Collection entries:
╭──

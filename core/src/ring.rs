//! Scrollback ring (C2): fixed-capacity byte buffer of recent raw PTY
//! output, oldest bytes overwritten on wrap. Generalizes the teacher's
//! `session::CircularBuffer` (hardcoded 2 MiB) to a configurable capacity
//! (spec default: 512 KiB).

use std::sync::Mutex;

pub const DEFAULT_CAPACITY_BYTES: usize = 512 * 1024;

pub struct ScrollbackRing {
    data: Mutex<Vec<u8>>,
    cap: usize,
}

impl ScrollbackRing {
    pub fn new(cap: usize) -> Self {
        Self {
            data: Mutex::new(Vec::new()),
            cap,
        }
    }

    /// Append bytes; if over capacity, drop the oldest bytes at the front.
    /// May contain a partial escape sequence at the oldest edge after a
    /// wrap — tolerated, since the snapshot prelude resets the terminal
    /// before any ring replay.
    pub fn write(&self, bytes: &[u8]) {
        let mut g = self.data.lock().expect("ring mutex poisoned");
        g.extend_from_slice(bytes);
        if g.len() > self.cap {
            let excess = g.len() - self.cap;
            g.drain(..excess);
        }
    }

    /// Linearize current contents, oldest to newest.
    pub fn read_all(&self) -> Vec<u8> {
        self.data.lock().expect("ring mutex poisoned").clone()
    }

    pub fn len(&self) -> usize {
        self.data.lock().expect("ring mutex poisoned").len()
    }

    pub fn is_empty(&self) -> bool {
        self.len() == 0
    }
}

#[cfg(test)]
mod tests {
    use super::*;

    #[test]
    fn appends_within_capacity() {
        let ring = ScrollbackRing::new(16);
        ring.write(b"hello");
        assert_eq!(ring.read_all(), b"hello");
    }

    #[test]
    fn wraps_and_drops_oldest() {
        let ring = ScrollbackRing::new(8);
        ring.write(b"abcdefgh");
        ring.write(b"ijkl");
        // Capacity 8, last write pushed total to 12, so oldest 4 bytes drop.
        assert_eq!(ring.read_all(), b"efghijkl");
        assert!(ring.len() <= 8);
    }

    #[test]
    fn never_exceeds_capacity_across_many_writes() {
        let ring = ScrollbackRing::new(32);
        for _ in 0..1000 {
            ring.write(b"0123456789");
            assert!(ring.len() <= 32);
        }
    }
}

╰──

DIRECTIONS >> Exactly and exclusively, repeat the lines from the line that contains "self.len() == 0" through the end of the records, both ends included.

WRITTEN ANSWER >>
        self.len() == 0
    }
}

#[cfg(test)]
mod tests {
    use super::*;

    #[test]
    fn appends_within_capacity() {
        let ring = ScrollbackRing::new(16);
        ring.write(b"hello");
        assert_eq!(ring.read_all(), b"hello");
    }

    #[test]
    fn wraps_and_drops_oldest() {
        let ring = ScrollbackRing::new(8);
        ring.write(b"abcdefgh");
        ring.write(b"ijkl");
        // Capacity 8, last write pushed total to 12, so oldest 4 bytes drop.
        assert_eq!(ring.read_all(), b"efghijkl");
        assert!(ring.len() <= 8);
    }

    #[test]
    fn never_exceeds_capacity_across_many_writes() {
        let ring = ScrollbackRing::new(32);
        for _ in 0..1000 {
            ring.write(b"0123456789");
            assert!(ring.len() <= 32);
        }
    }
}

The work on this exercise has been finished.